L’an dernier, dans les tous premiers jours de la vingtième édition de Fantasia, Guillermo Del Toro, réalisateur acclamé de L’Échine du diable (2001), entre autres, avait gratifié les festivaliers d’une mémorable classe de maître. L’Échine du diable s’ouvrait sur la question suivante : qu’est-ce qu’un fantôme? Un an plus tard, alors que s’inaugure la vingt-et-unième édition du festival préféré des amoureux du genre, le réalisateur David Lowery apporte une singulière réponse à cette même question.
A Ghost Story est, de prime abord, un film assez déroutant. Dans ses premières minutes, son rythme lent et sa mise en scène « englobante » (au sens où elle essaie d’embrasser d’un seul regard toute la complexité de l’univers où prend place son intrigue – laquelle, paradoxalement, est fort simple) rappellent Terrence Malick, sans toutefois que l’émotion s’y fasse aussi prégnante. Au début du film, il y a un couple, qui s’apprête à déménager, mais l’homme meurt dans un accident d’auto juste avant et revient sous la forme d’un fantôme, recouvert d’un drap blanc. Sa veuve le pleure, puis part. Lui reste là, comme prisonnier de ce qui fut son ancienne maison, témoin vaguement impuissant d’un futur qui s’écrit sans lui. A Ghost Story est donc un film sur le deuil, mais dans la perspective inversée : celui du mort plutôt que celui du vivant. Qu’est-ce qu’un fantôme? C’est un être qui n’a pas fait son deuil de la vie. Le caractère morne du début du film se mue en tour de force, puisqu’au final les fantômes, formes blanches inexpressives, nous deviennent plus attachants que les vivants. Lowery semble avoir compris que le deuil n’est pas fait de larmes, de bruit et de fureur : il est fait de silence et d’ennui, il est un fardeau qui pèse sur les cœurs et les âmes.
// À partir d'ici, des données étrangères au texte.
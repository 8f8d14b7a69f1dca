use tracing::info;
use tracing_subscriber::{layer::SubscriberExt, util::SubscriberInitExt};

use todo_web::config::Config;
use todo_web::db::open_repository;
use todo_web::{AppState, router};

#[tokio::main]
async fn main() -> Result<(), Box<dyn std::error::Error>> {
    dotenvy::dotenv().ok();

    tracing_subscriber::registry()
        .with(tracing_subscriber::EnvFilter::new(
            std::env::var("RUST_LOG")
                .unwrap_or_else(|_| "todo_web=debug,tower_http=info".to_string()),
        ))
        .with(tracing_subscriber::fmt::layer())
        .init();

    let config = Config::from_env()?;

    let repo = open_repository(&config).await?;
    let state = AppState::new(repo)?;

    let app = router(state);

    info!("listening on http://{}", config.bind_addr);

    let listener = tokio::net::TcpListener::bind(config.bind_addr).await?;
    axum::serve(listener, app).await?;

    Ok(())
}
pub mod memory;
pub mod repository;

use std::sync::Arc;

use async_trait::async_trait;
use tracing::info;

use crate::config::{Config, StorageBackend};
use crate::error::AppError;
use crate::models::{NewTodoItem, TodoItem, UpdateTodoItem};

pub use memory::InMemoryTodoRepository;
pub use repository::SqliteTodoRepository;

/// Storage contract for to-do items.
///
/// Listings are ordered by `created_at` descending. Unknown ids fail with
/// [`AppError::NotFound`], empty titles with [`AppError::Validation`].
#[async_trait]
pub trait TodoRepository: Send + Sync {
    async fn list_all(&self) -> Result<Vec<TodoItem>, AppError>;
    async fn create(&self, new: NewTodoItem) -> Result<TodoItem, AppError>;
    async fn get(&self, id: i64) -> Result<TodoItem, AppError>;
    async fn update(&self, id: i64, changes: UpdateTodoItem) -> Result<TodoItem, AppError>;
    async fn delete(&self, id: i64) -> Result<(), AppError>;
    async fn toggle(&self, id: i64) -> Result<TodoItem, AppError>;
    async fn ping(&self) -> Result<(), AppError>;
}

pub async fn open_repository(config: &Config) -> Result<Arc<dyn TodoRepository>, AppError> {
    match config.storage {
        StorageBackend::Sqlite => {
            info!("Opening SQLite store at {}", config.database_url);
            let repo: Arc<dyn TodoRepository> = Arc::new(
                SqliteTodoRepository::connect(&config.database_url, config.max_connections).await?,
            );
            Ok(repo)
        }
        StorageBackend::Memory => {
            info!("Using in-memory store; items are lost on shutdown");
            let repo: Arc<dyn TodoRepository> = Arc::new(InMemoryTodoRepository::new());
            Ok(repo)
        }
    }
}
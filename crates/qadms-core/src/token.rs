//! Canonical token model.
//!
//! Every supported export shape normalizes into the same representation:
//! a flat, path-sorted list of [`CanonicalToken`]s grouped under a fixed set
//! of [`TokenGroup`]s. Rule evaluators only ever see this model.

use crate::error::CoreError;
use serde::{Deserialize, Serialize};
use serde_json::Value;
use std::collections::BTreeMap;

/// The fixed top-level token categories.
#[derive(Debug, Clone, Copy, PartialEq, Eq, PartialOrd, Ord, Hash, Serialize, Deserialize)]
#[serde(rename_all = "snake_case")]
pub enum TokenGroup {
    Color,
    Spacing,
    Typography,
    Radius,
    Shadow,
}

impl TokenGroup {
    pub const ALL: [TokenGroup; 5] = [
        Self::Color,
        Self::Spacing,
        Self::Typography,
        Self::Radius,
        Self::Shadow,
    ];

    pub fn as_str(self) -> &'static str {
        match self {
            Self::Color => "color",
            Self::Spacing => "spacing",
            Self::Typography => "typography",
            Self::Radius => "radius",
            Self::Shadow => "shadow",
        }
    }

    /// Token type assigned to leaves that do not declare `$type`/`type`.
    pub fn default_token_type(self) -> &'static str {
        match self {
            Self::Color => "color",
            Self::Spacing | Self::Typography | Self::Radius => "dimension",
            Self::Shadow => "shadow",
        }
    }

    /// Resolve an exact top-level payload key. Keys are case-sensitive.
    pub fn from_key(key: &str) -> Option<Self> {
        Self::ALL.into_iter().find(|group| group.as_str() == key)
    }
}

impl std::fmt::Display for TokenGroup {
    fn fmt(&self, f: &mut std::fmt::Formatter<'_>) -> std::fmt::Result {
        f.write_str(self.as_str())
    }
}

impl std::str::FromStr for TokenGroup {
    type Err = CoreError;

    fn from_str(s: &str) -> Result<Self, Self::Err> {
        Self::from_key(s.trim().to_ascii_lowercase().as_str())
            .ok_or_else(|| CoreError::UnknownGroup(s.to_string()))
    }
}

/// One normalized design value.
#[derive(Debug, Clone, PartialEq, Serialize, Deserialize)]
pub struct CanonicalToken {
    pub group: TokenGroup,
    /// Dot-delimited position in the canonical tree, prefixed by the group.
    pub path: String,
    /// `path` without the leading group segment.
    pub name: String,
    pub token_type: String,
    pub value: Value,
    #[serde(default = "default_source")]
    pub source: String,
}

fn default_source() -> String {
    crate::adapter::DEFAULT_TOKEN_SOURCE.to_string()
}

impl CanonicalToken {
    /// Build a token with the default provenance tag.
    pub fn new(
        group: TokenGroup,
        path: impl Into<String>,
        name: impl Into<String>,
        token_type: impl Into<String>,
        value: Value,
    ) -> Self {
        Self {
            group,
            path: path.into(),
            name: name.into(),
            token_type: token_type.into(),
            value,
            source: default_source(),
        }
    }

    /// Dot-delimited segments of the token path.
    pub fn segments(&self) -> impl Iterator<Item = &str> {
        self.path.split('.')
    }
}

/// Normalized, path-sorted token set.
///
/// Construction sorts tokens stably by `path`; afterwards the model only
/// hands out shared references, so evaluators can read it concurrently.
#[derive(Debug, Clone, PartialEq)]
pub struct CanonicalTokenModel {
    source: String,
    tokens: Vec<CanonicalToken>,
}

impl CanonicalTokenModel {
    /// Build a model, sorting tokens ascending by path.
    ///
    /// Ties keep their emission order. Duplicate paths are retained.
    pub fn new(source: impl Into<String>, mut tokens: Vec<CanonicalToken>) -> Self {
        tokens.sort_by(|a, b| a.path.cmp(&b.path));
        Self {
            source: source.into(),
            tokens,
        }
    }

    /// A model with no tokens.
    pub fn empty(source: impl Into<String>) -> Self {
        Self::new(source, Vec::new())
    }

    pub fn source(&self) -> &str {
        &self.source
    }

    pub fn tokens(&self) -> &[CanonicalToken] {
        &self.tokens
    }

    pub fn len(&self) -> usize {
        self.tokens.len()
    }

    pub fn is_empty(&self) -> bool {
        self.tokens.is_empty()
    }

    /// Tokens of one group, in path order.
    pub fn group(&self, group: TokenGroup) -> impl Iterator<Item = &CanonicalToken> {
        self.tokens.iter().filter(move |token| token.group == group)
    }

    /// Token count per group name. Derived on every call.
    pub fn token_counts(&self) -> BTreeMap<String, usize> {
        let mut counts = BTreeMap::new();
        for token in &self.tokens {
            *counts.entry(token.group.as_str().to_string()).or_insert(0) += 1;
        }
        counts
    }
}

#[derive(Serialize)]
struct ModelView<'a> {
    source: &'a str,
    tokens: &'a [CanonicalToken],
    token_counts: BTreeMap<String, usize>,
}

impl Serialize for CanonicalTokenModel {
    fn serialize<S: serde::Serializer>(&self, serializer: S) -> Result<S::Ok, S::Error> {
        ModelView {
            source: &self.source,
            tokens: &self.tokens,
            token_counts: self.token_counts(),
        }
        .serialize(serializer)
    }
}
use crate::support::{
    ERROR_INTERNAL, fail, open_store_or_exit, render_json, require_source_id_or_exit, yes_no,
};
use qadms_store::TokenImportStore;
use serde_json::json;

pub fn run(source_id: String, store_path: String, json_output: bool) {
    require_source_id_or_exit(&source_id, json_output);
    let store = open_store_or_exit(&store_path, json_output);
    let versions = store
        .list_versions_for_source(&source_id)
        .unwrap_or_else(|e| {
            fail(
                ERROR_INTERNAL,
                "Failed to list token versions.",
                json!({"store": store_path, "reason": e.to_string()}),
                json_output,
            )
        });
    let source = store.state().source(&source_id);

    if json_output {
        println!(
            "{}",
            render_json(&json!({
                "source_id": source_id,
                "source": source,
                "versions": versions,
            }))
        );
        return;
    }

    println!("qadms versions {source_id}");
    println!("  Store: {}", store.path().display());
    match source {
        Some(source) => println!(
            "  Source: {} (created {}, updated {})",
            source.source_type,
            source.created_at.to_rfc3339(),
            source.updated_at.to_rfc3339()
        ),
        None => println!("  Source: not found"),
    }
    println!("  Versions: {}", versions.len());
    for version in &versions {
        let tokens: usize = version.token_counts.values().sum();
        println!(
            "    - {} {} tokens={} valid={} sha256={}",
            version.version_id,
            version.imported_at.to_rfc3339(),
            tokens,
            yes_no(version.validation_valid),
            version.input_sha256
        );
    }
}
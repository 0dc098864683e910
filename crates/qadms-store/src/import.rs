//! Import flow: normalize a payload, register its source, record a version.

use crate::error::StoreError;
use crate::records::NewTokenVersion;
use crate::store::TokenImportStore;
use chrono::{DateTime, Utc};
use qadms_core::{CanonicalTokenModel, ValidationReport, normalize};
use serde::Serialize;
use serde_json::Value;
use sha2::{Digest, Sha256};

pub const DEFAULT_SOURCE_TYPE: &str = "figma";
pub const DEFAULT_INPUT_FORMAT: &str = "figma_json";

#[derive(Debug, thiserror::Error)]
pub enum ImportError {
    #[error("source id must be a non-empty string")]
    EmptySourceId,

    #[error(transparent)]
    Store(#[from] StoreError),
}

/// One import: the decoded payload plus the raw bytes it was decoded from.
#[derive(Debug, Clone, Copy)]
pub struct ImportRequest<'a> {
    pub source_id: &'a str,
    pub source_type: &'a str,
    pub input_format: &'a str,
    pub raw_body: &'a [u8],
    pub payload: &'a Value,
}

impl<'a> ImportRequest<'a> {
    /// A Figma JSON import with the default source type and format.
    pub fn figma(source_id: &'a str, raw_body: &'a [u8], payload: &'a Value) -> Self {
        Self {
            source_id,
            source_type: DEFAULT_SOURCE_TYPE,
            input_format: DEFAULT_INPUT_FORMAT,
            raw_body,
            payload,
        }
    }
}

#[derive(Debug, Clone, Serialize)]
pub struct ImportOutcome {
    pub source_id: String,
    pub version_id: String,
    pub imported_at: DateTime<Utc>,
    pub token_version: CanonicalTokenModel,
    pub validation: ValidationReport,
}

impl ImportOutcome {
    pub fn is_valid(&self) -> bool {
        self.validation.valid
    }
}

pub fn sha256_hex(bytes: &[u8]) -> String {
    let mut hasher = Sha256::new();
    hasher.update(bytes);
    format!("{:x}", hasher.finalize())
}

/// Normalize and persist one import.
///
/// An invalid validation report does not abort the import: the version is
/// still recorded with `validation_valid = false`.
pub fn import_tokens(
    store: &mut impl TokenImportStore,
    request: ImportRequest<'_>,
) -> Result<ImportOutcome, ImportError> {
    if request.source_id.trim().is_empty() {
        return Err(ImportError::EmptySourceId);
    }

    let (model, validation) = normalize(request.payload);
    store.upsert_source(request.source_id, request.source_type)?;
    let version = store.create_token_version(NewTokenVersion {
        source_id: request.source_id.to_string(),
        input_format: request.input_format.to_string(),
        input_sha256: sha256_hex(request.raw_body),
        token_source: model.source().to_string(),
        token_counts: model.token_counts(),
        validation_valid: validation.valid,
    })?;

    tracing::info!(
        source_id = %version.source_id,
        version_id = %version.version_id,
        tokens = model.len(),
        valid = validation.valid,
        "recorded token version"
    );

    Ok(ImportOutcome {
        source_id: version.source_id,
        version_id: version.version_id,
        imported_at: version.imported_at,
        token_version: model,
        validation,
    })
}
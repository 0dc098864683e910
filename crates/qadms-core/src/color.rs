//! Color parsing and WCAG contrast math.
//!
//! Supported notations: `#RGB`, `#RGBA`, `#RRGGBB`, `#RRGGBBAA`,
//! `rgb()`/`rgba()` and `hsl()`/`hsla()`. Alpha is parsed past and ignored;
//! contrast is computed on opaque channels.

use regex::Regex;
use serde::{Deserialize, Serialize};
use serde_json::Value;
use std::sync::OnceLock;

/// Opaque 8-bit sRGB triple.
#[derive(Debug, Clone, Copy, PartialEq, Eq, Hash, Serialize, Deserialize)]
pub struct Rgb(pub u8, pub u8, pub u8);

fn hex_re() -> &'static Regex {
    static RE: OnceLock<Regex> = OnceLock::new();
    RE.get_or_init(|| {
        Regex::new(r"^#([0-9a-fA-F]{3,4}|[0-9a-fA-F]{6}|[0-9a-fA-F]{8})$")
            .expect("hex color regex must compile")
    })
}

fn rgb_re() -> &'static Regex {
    static RE: OnceLock<Regex> = OnceLock::new();
    RE.get_or_init(|| Regex::new(r"^rgba?\(([^)]+)\)$").expect("rgb color regex must compile"))
}

fn hsl_re() -> &'static Regex {
    static RE: OnceLock<Regex> = OnceLock::new();
    RE.get_or_init(|| Regex::new(r"^hsla?\(([^)]+)\)$").expect("hsl color regex must compile"))
}

/// Parse a token value into an RGB triple. Non-strings are unparsable.
pub fn parse_color(value: &Value) -> Option<Rgb> {
    value.as_str().and_then(parse_color_str)
}

pub fn parse_color_str(raw: &str) -> Option<Rgb> {
    let raw = raw.trim();

    if let Some(caps) = hex_re().captures(raw) {
        return parse_hex(&caps[1]);
    }
    if let Some(caps) = rgb_re().captures(raw) {
        return parse_rgb_channels(&caps[1]);
    }
    if let Some(caps) = hsl_re().captures(raw) {
        return parse_hsl_channels(&caps[1]);
    }
    None
}

fn parse_hex(digits: &str) -> Option<Rgb> {
    let nibble = |index: usize| u8::from_str_radix(&digits[index..=index], 16).ok();
    let byte = |index: usize| u8::from_str_radix(&digits[index..index + 2], 16).ok();

    match digits.len() {
        3 | 4 => Some(Rgb(
            nibble(0)? * 17,
            nibble(1)? * 17,
            nibble(2)? * 17,
        )),
        6 | 8 => Some(Rgb(byte(0)?, byte(2)?, byte(4)?)),
        _ => None,
    }
}

fn split_channels(body: &str) -> Option<Vec<&str>> {
    let parts: Vec<&str> = body.split(',').map(str::trim).collect();
    (parts.len() >= 3).then_some(parts)
}

fn parse_rgb_channels(body: &str) -> Option<Rgb> {
    let parts = split_channels(body)?;
    let channel = |part: &str| part.parse::<f64>().ok().map(|c| clamp_channel(c.trunc()));
    Some(Rgb(channel(parts[0])?, channel(parts[1])?, channel(parts[2])?))
}

fn parse_hsl_channels(body: &str) -> Option<Rgb> {
    let parts = split_channels(body)?;
    let hue = parts[0].parse::<f64>().ok()?.rem_euclid(360.0);
    let saturation = parse_fraction(parts[1])?;
    let lightness = parse_fraction(parts[2])?;

    let (r, g, b) = hsl_to_rgb(hue / 360.0, saturation, lightness);
    let channel = |c: f64| clamp_channel((c * 255.0).round_ties_even());
    Some(Rgb(channel(r), channel(g), channel(b)))
}

/// `50%` → 0.5, `0.5` → 0.5.
fn parse_fraction(part: &str) -> Option<f64> {
    match part.strip_suffix('%') {
        Some(percent) => percent.trim().parse::<f64>().ok().map(|p| p / 100.0),
        None => part.parse::<f64>().ok(),
    }
}

fn clamp_channel(value: f64) -> u8 {
    if value.is_nan() {
        return 0;
    }
    value.clamp(0.0, 255.0) as u8
}

/// Standard HSL→RGB transform over unit-interval components.
fn hsl_to_rgb(h: f64, s: f64, l: f64) -> (f64, f64, f64) {
    if s == 0.0 {
        return (l, l, l);
    }
    let m2 = if l <= 0.5 { l * (1.0 + s) } else { l + s - l * s };
    let m1 = 2.0 * l - m2;
    (
        hue_channel(m1, m2, h + 1.0 / 3.0),
        hue_channel(m1, m2, h),
        hue_channel(m1, m2, h - 1.0 / 3.0),
    )
}

fn hue_channel(m1: f64, m2: f64, hue: f64) -> f64 {
    let hue = hue.rem_euclid(1.0);
    if hue < 1.0 / 6.0 {
        m1 + (m2 - m1) * hue * 6.0
    } else if hue < 0.5 {
        m2
    } else if hue < 2.0 / 3.0 {
        m1 + (m2 - m1) * (2.0 / 3.0 - hue) * 6.0
    } else {
        m1
    }
}

/// WCAG 2.x relative luminance.
pub fn relative_luminance(rgb: Rgb) -> f64 {
    fn linear(channel: u8) -> f64 {
        let srgb = f64::from(channel) / 255.0;
        if srgb <= 0.03928 {
            srgb / 12.92
        } else {
            ((srgb + 0.055) / 1.055).powf(2.4)
        }
    }
    0.2126 * linear(rgb.0) + 0.7152 * linear(rgb.1) + 0.0722 * linear(rgb.2)
}

/// WCAG contrast ratio rounded to three decimals. Symmetric in its arguments.
pub fn contrast_ratio(a: Rgb, b: Rgb) -> f64 {
    let la = relative_luminance(a);
    let lb = relative_luminance(b);
    let ratio = (la.max(lb) + 0.05) / (la.min(lb) + 0.05);
    (ratio * 1000.0).round() / 1000.0
}

#[cfg(test)]
mod tests {
    use super::*;
    use serde_json::json;

    #[test]
    fn short_and_long_hex_agree() {
        assert_eq!(parse_color_str("#fff"), Some(Rgb(255, 255, 255)));
        assert_eq!(parse_color_str("#ffffff"), Some(Rgb(255, 255, 255)));
        assert_eq!(parse_color_str("#FfF"), parse_color_str("#ffffff"));
    }

    #[test]
    fn hex_alpha_is_ignored() {
        assert_eq!(parse_color_str("#1f936d80"), Some(Rgb(0x1f, 0x93, 0x6d)));
        assert_eq!(parse_color_str("#abc8"), Some(Rgb(0xaa, 0xbb, 0xcc)));
    }

    #[test]
    fn malformed_hex_is_unparsable() {
        assert_eq!(parse_color_str("#ff"), None);
        assert_eq!(parse_color_str("#fffff"), None);
        assert_eq!(parse_color_str("#gggggg"), None);
        assert_eq!(parse_color_str("ffffff"), None);
    }

    #[test]
    fn rgb_channels_truncate_and_clamp() {
        assert_eq!(parse_color_str("rgb(12.9, 300, -5)"), Some(Rgb(12, 255, 0)));
        assert_eq!(
            parse_color_str(" rgba(10, 20, 30, 0.5) "),
            Some(Rgb(10, 20, 30))
        );
        assert_eq!(parse_color_str("rgb(10, 20)"), None);
        assert_eq!(parse_color_str("rgb(a, b, c)"), None);
    }

    #[test]
    fn hsl_converts_percent_and_fraction_forms() {
        assert_eq!(parse_color_str("hsl(0, 100%, 50%)"), Some(Rgb(255, 0, 0)));
        assert_eq!(parse_color_str("hsl(120, 1, 0.5)"), Some(Rgb(0, 255, 0)));
        assert_eq!(parse_color_str("hsl(480, 100%, 50%)"), Some(Rgb(0, 255, 0)));
        assert_eq!(parse_color_str("hsl(-120, 100%, 50%)"), Some(Rgb(0, 0, 255)));
        assert_eq!(parse_color_str("hsla(0, 0%, 100%, 0.4)"), Some(Rgb(255, 255, 255)));
        assert_eq!(parse_color_str("hsl(120deg, 100%, 50%)"), None);
    }

    #[test]
    fn non_string_values_are_unparsable() {
        assert_eq!(parse_color(&json!(16777215)), None);
        assert_eq!(parse_color(&json!({"$value": "#fff"})), None);
        assert_eq!(parse_color(&json!("red")), None);
    }

    #[test]
    fn black_on_white_is_twenty_one() {
        let ratio = contrast_ratio(Rgb(0, 0, 0), Rgb(255, 255, 255));
        assert_eq!(ratio, 21.0);
    }

    #[test]
    fn contrast_is_symmetric() {
        let pairs = [
            (Rgb(17, 24, 39), Rgb(255, 255, 255)),
            (Rgb(156, 163, 175), Rgb(249, 250, 251)),
            (Rgb(31, 147, 109), Rgb(0, 0, 0)),
        ];
        for (a, b) in pairs {
            assert_eq!(contrast_ratio(a, b), contrast_ratio(b, a));
        }
    }

    #[test]
    fn identical_colors_have_unit_ratio() {
        assert_eq!(contrast_ratio(Rgb(90, 90, 90), Rgb(90, 90, 90)), 1.0);
    }

    #[test]
    fn known_pairs_straddle_aa_threshold() {
        let white = Rgb(255, 255, 255);
        let dark = parse_color_str("#111827").expect("dark parses");
        let gray = parse_color_str("#9ca3af").expect("gray parses");
        assert!(contrast_ratio(dark, white) >= 4.5);
        assert!(contrast_ratio(gray, white) < 3.0);
    }
}
//! The fixed rule battery.
//!
//! Each evaluator is a pure function over [`CanonicalTokenModel`]; the
//! unit structs wrap them behind the [`Rule`] trait for callers that want to
//! select rules by id.

pub mod contrast;
pub mod naming;
pub mod scale;
pub mod semantic_coverage;

use crate::error::CoreError;
use crate::rule::{Rule, RuleEvaluation};
use crate::token::CanonicalTokenModel;

pub use contrast::evaluate_contrast;
pub use naming::evaluate_naming;
pub use scale::evaluate_scale;
pub use semantic_coverage::evaluate_semantic_coverage;

macro_rules! rule_impl {
    ($name:ident, $id:expr, $eval:path) => {
        #[derive(Debug, Clone, Copy, Default)]
        pub struct $name;

        impl Rule for $name {
            fn id(&self) -> &'static str {
                $id
            }

            fn evaluate(&self, model: &CanonicalTokenModel) -> RuleEvaluation {
                $eval(model)
            }
        }
    };
}

rule_impl!(NamingRule, naming::RULE_ID, evaluate_naming);
rule_impl!(ScaleRule, scale::RULE_ID, evaluate_scale);
rule_impl!(
    SemanticCoverageRule,
    semantic_coverage::RULE_ID,
    evaluate_semantic_coverage
);
rule_impl!(ContrastRule, contrast::RULE_ID, evaluate_contrast);

/// All rules in audit order: naming, scale, semantic coverage, contrast.
pub fn all_rules() -> Vec<Box<dyn Rule>> {
    vec![
        Box::new(NamingRule),
        Box::new(ScaleRule),
        Box::new(SemanticCoverageRule),
        Box::new(ContrastRule),
    ]
}

/// Look up one rule by its id (case-sensitive).
pub fn rule_by_id(id: &str) -> Result<Box<dyn Rule>, CoreError> {
    all_rules()
        .into_iter()
        .find(|rule| rule.id() == id)
        .ok_or_else(|| CoreError::UnknownRule(id.to_string()))
}

#[cfg(test)]
mod tests {
    use super::*;

    #[test]
    fn registry_ids_are_unique_and_ordered() {
        let ids: Vec<&str> = all_rules().iter().map(|rule| rule.id()).collect();
        assert_eq!(
            ids,
            vec![
                "TOKENS_NAMING",
                "TOKENS_SCALE",
                "TOKENS_SEMANTIC_COVERAGE",
                "A11Y_CONTRAST"
            ]
        );
    }

    #[test]
    fn lookup_by_id() {
        assert_eq!(rule_by_id("A11Y_CONTRAST").map(|r| r.id()), Ok("A11Y_CONTRAST"));
        assert_eq!(
            rule_by_id("tokens_naming").map(|r| r.id()),
            Err(CoreError::UnknownRule("tokens_naming".to_string()))
        );
    }

    #[test]
    fn empty_model_passes_every_rule() {
        let model = CanonicalTokenModel::empty("test");
        for rule in all_rules() {
            let evaluation = rule.evaluate(&model);
            assert!(evaluation.passed(), "{} should pass", rule.id());
            assert_eq!(evaluation.rule_id, rule.id());
        }
    }
}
La figure centrale du fantôme, épurée et minimaliste, en est le parfait reflet, et l’emploi d’un format d’image carré participe aussi à ce sentiment d’étouffement.
Œuvre intimiste et pessimiste (d’un pessimisme que le réalisateur, présent lors de la projection, confiait avoir voulu se débarrasser), A Ghost Story va possiblement peiner à trouver son public. En revanche, et malgré ces quelques inégalités, c’est un film dont il convient de saluer l’audace et l’originalité.